ABSTRACT
The objective of this study is to determine the plasma concentrations and diagnostic
accuracy of interleukin-6 (IL-6) and interleukin-8 (IL-8) in newborn infection. One
hundred and one newborn infants with clinical signs of infection during their primary
hospitalization were investigated with the minimum of a blood culture, C-reactive
protein (CRP), full blood examination (FBE), and cytokine concentrations (IL-6 and
IL-8). Infection in infants was classified without knowledge of cytokine levels into
four groups-definite (n = 11), probable (n = 12), uncertain (n = 52), and nil (n = 26).

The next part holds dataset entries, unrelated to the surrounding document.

//! Hypothesis generation: for each active pattern, emit one or more
//! competing root-cause hypotheses with a confidence derived from
//! supporting/contradicting evidence.

use super::pattern::PatternFamily;
use crate::models::DimensionKey;
use std::collections::HashMap;

/// Default confidence threshold below which the belief state is "uncertain".
pub const DEFAULT_TAU_UNCERTAIN: f64 = 0.5;

/// A competing explanation for an observed pattern.
#[derive(Debug, Clone)]
pub struct Hypothesis {
    pub id: u64,
    pub root_cause_tag: String,
    pub confidence: f64,
    pub supporting_evidence: Vec<String>,
    pub contradicting_evidence: Vec<String>,
    pub expected_impact: f64,
}

impl Hypothesis {
    fn new(id: u64, root_cause_tag: impl Into<String>, base_confidence: f64) -> Self {
        Self {
            id,
            root_cause_tag: root_cause_tag.into(),
            confidence: base_confidence.clamp(0.0, 1.0),
            supporting_evidence: Vec::new(),
            contradicting_evidence: Vec::new(),
            expected_impact: 0.0,
        }
    }

    /// Add supporting evidence; confidence rises strictly monotonically.
    pub fn support(mut self, evidence: impl Into<String>, weight: f64) -> Self {
        self.supporting_evidence.push(evidence.into());
        self.confidence = (self.confidence + weight.abs()).clamp(0.0, 1.0);
        self
    }

    /// Add contradicting evidence; confidence falls strictly monotonically.
    pub fn contradict(mut self, evidence: impl Into<String>, weight: f64) -> Self {
        self.contradicting_evidence.push(evidence.into());
        self.confidence = (self.confidence - weight.abs()).clamp(0.0, 1.0);
        self
    }

    pub fn with_expected_impact(mut self, impact: f64) -> Self {
        self.expected_impact = impact;
        self
    }
}

/// Small belief cache keyed by dimension, carried across cycles so
/// confidence trends (not just this cycle's snapshot) are visible. This is
/// the only mutable state E owns; everything else about reasoning is
/// recomputed from scratch each cycle.
#[derive(Debug, Default)]
pub struct HypothesisEngine {
    next_id: u64,
    belief_cache: HashMap<DimensionKey, f64>,
}

/// Result of running hypothesis generation for one cycle.
pub struct HypothesisResult {
    pub hypotheses: Vec<Hypothesis>,
    pub uncertain: bool,
}

impl HypothesisEngine {
    pub fn new() -> Self {
        Self::default()
    }

    fn fresh_id(&mut self) -> u64 {
        let id = self.next_id;
        self.next_id += 1;
        id
    }

    /// Generate competing hypotheses for every active pattern this cycle.
    pub fn generate(
        &mut self,
        patterns: &[PatternFamily],
        tau_uncertain: f64,
    ) -> HypothesisResult {
        let mut hypotheses = Vec::new();

        for pattern in patterns {
            hypotheses.extend(self.hypotheses_for_pattern(pattern));
        }

        let max_confidence = hypotheses
            .iter()
            .map(|h| h.confidence)
            .fold(0.0_f64, f64::max);
        let uncertain = max_confidence < tau_uncertain;

        for pattern in patterns {
            let key = dimension_of(pattern);
            self.belief_cache.insert(key, max_confidence);
        }

        HypothesisResult { hypotheses, uncertain }
    }

    fn hypotheses_for_pattern(&mut self, pattern: &PatternFamily) -> Vec<Hypothesis> {
        match pattern {
            PatternFamily::IssuerDegradation { issuer } => vec![
                Hypothesis::new(self.fresh_id(), format!("issuer_side_degradation:{issuer}"), 0.3)
                    .support("single-issuer success Z below threshold", 0.3)
                    .with_expected_impact(0.4),
                Hypothesis::new(self.fresh_id(), format!("gateway_throttling:{issuer}"), 0.2)
                    .support("global success Z weakly negative", 0.15)
                    .contradict("other issuers unaffected", 0.1)
                    .with_expected_impact(0.2),
            ],
            PatternFamily::IssuerOutage { issuer } => vec![
                Hypothesis::new(self.fresh_id(), format!("issuer_outage:{issuer}"), 0.5)
                    .support("absolute success rate below 0.4", 0.3)
                    .with_expected_impact(0.7),
                Hypothesis::new(self.fresh_id(), format!("issuer_maintenance_window:{issuer}"), 0.2)
                    .support("abrupt drop consistent with planned downtime", 0.1)
                    .contradict("no maintenance window on file", 0.15)
                    .with_expected_impact(0.5),
            ],
            PatternFamily::RetryStorm { issuer } => {
                let label = issuer.map(|i| i.to_string()).unwrap_or_else(|| "global".to_string());
                vec![
                    Hypothesis::new(self.fresh_id(), format!("client_side_retry_loop:{label}"), 0.3)
                        .support("retry rate exceeds absolute threshold", 0.25)
                        .with_expected_impact(0.3),
                    Hypothesis::new(self.fresh_id(), format!("issuer_soft_decline_surge:{label}"), 0.3)
                        .support("retry Z above threshold", 0.2)
                        .with_expected_impact(0.35),
                ]
            }
            PatternFamily::MethodFatigue { method } => vec![
                Hypothesis::new(self.fresh_id(), format!("method_specific_issue:{method}"), 0.4)
                    .support("per-method success Z below threshold, issuer-independent", 0.25)
                    .with_expected_impact(0.3),
                Hypothesis::new(self.fresh_id(), format!("upstream_method_provider_incident:{method}"), 0.2)
                    .support("degradation spans multiple issuers on same method", 0.1)
                    .with_expected_impact(0.3),
            ],
            PatternFamily::LatencySpike { dimension } => vec![
                Hypothesis::new(self.fresh_id(), format!("network_path_congestion:{dimension}"), 0.3)
                    .support("latency Z above threshold or p95 above SLA", 0.25)
                    .with_expected_impact(0.2),
                Hypothesis::new(self.fresh_id(), format!("issuer_capacity_saturation:{dimension}"), 0.3)
                    .support("latency increase concentrated on one dimension", 0.2)
                    .with_expected_impact(0.25),
            ],
            PatternFamily::SystemicFailure => vec![
                Hypothesis::new(self.fresh_id(), "shared_infrastructure_incident", 0.6)
                    .support("global success Z below threshold", 0.2)
                    .support("three or more issuers individually flagged", 0.2)
                    .with_expected_impact(0.8),
                Hypothesis::new(self.fresh_id(), "coincident_independent_issuer_incidents", 0.2)
                    .contradict("coincidence across 3+ issuers is statistically unlikely", 0.2)
                    .with_expected_impact(0.6),
            ],
            PatternFamily::Localized { dimension } => vec![Hypothesis::new(
                self.fresh_id(),
                format!("localized_anomaly:{dimension}"),
                0.3,
            )
            .with_expected_impact(0.15)],
        }
    }
}

fn dimension_of(pattern: &PatternFamily) -> DimensionKey {
    match pattern {
        PatternFamily::IssuerDegradation { issuer } | PatternFamily::IssuerOutage { issuer } => {
            DimensionKey::Issuer(*issuer)
        }
        PatternFamily::RetryStorm { issuer } => issuer
            .map(DimensionKey::Issuer)
            .unwrap_or(DimensionKey::Global),
        PatternFamily::MethodFatigue { method } => DimensionKey::Method(*method),
        PatternFamily::LatencySpike { dimension } | PatternFamily::Localized { dimension } => dimension.clone(),
        PatternFamily::SystemicFailure => DimensionKey::Global,
    }
}

#[cfg(test)]
mod tests {
    use super::*;
    use crate::models::Issuer;

    #[test]
    fn test_issuer_outage_emits_at_least_two_competing_hypotheses() {
        let mut engine = HypothesisEngine::new();
        let patterns = vec![PatternFamily::IssuerOutage { issuer: Issuer::Icici }];
        let result = engine.generate(&patterns, DEFAULT_TAU_UNCERTAIN);
        assert!(result.hypotheses.len() >= 2);
    }

    #[test]
    fn test_confidence_monotonic_with_evidence() {
        let base = Hypothesis::new(0, "test", 0.3);
        let supported = base.clone().support("evidence A", 0.1);
        assert!(supported.confidence > base.confidence);

        let contradicted = supported.clone().contradict("counter-evidence", 0.1);
        assert!(contradicted.confidence < supported.confidence);
    }

    #[test]
    fn test_low_confidence_flags_uncertain() {
        let mut engine = HypothesisEngine::new();
        let patterns = vec![PatternFamily::Localized {
            dimension: DimensionKey::Global,
        }];
        let result = engine.generate(&patterns, DEFAULT_TAU_UNCERTAIN);
        assert!(result.uncertain, "single weak localized hypothesis should be uncertain");
    }
}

The median concentrations of IL-6 and IL-8 were significantly higher in the
definitely infected group compared with the other three groups (p <0.05). At the cut-off concentration of highest accuracy, IL-6 (>175 pg/mL) and IL-8
(>28 pg/mL) had similar sensitivities (80 and 82%, respectively) and specificities
(91 and 81%, respectively). Cut-off concentrations could be identified with improved
sensitivities (90% for IL-6 and 100% for IL-8) that maintained specificity >50%. However,
the confidence intervals were wide for all sensitivities and specificities. IL-6 and
IL-8 had little diagnostic accuracy in infants with probable infection. IL-6 and IL-8
concentrations increase early in newborn infants with definite infection.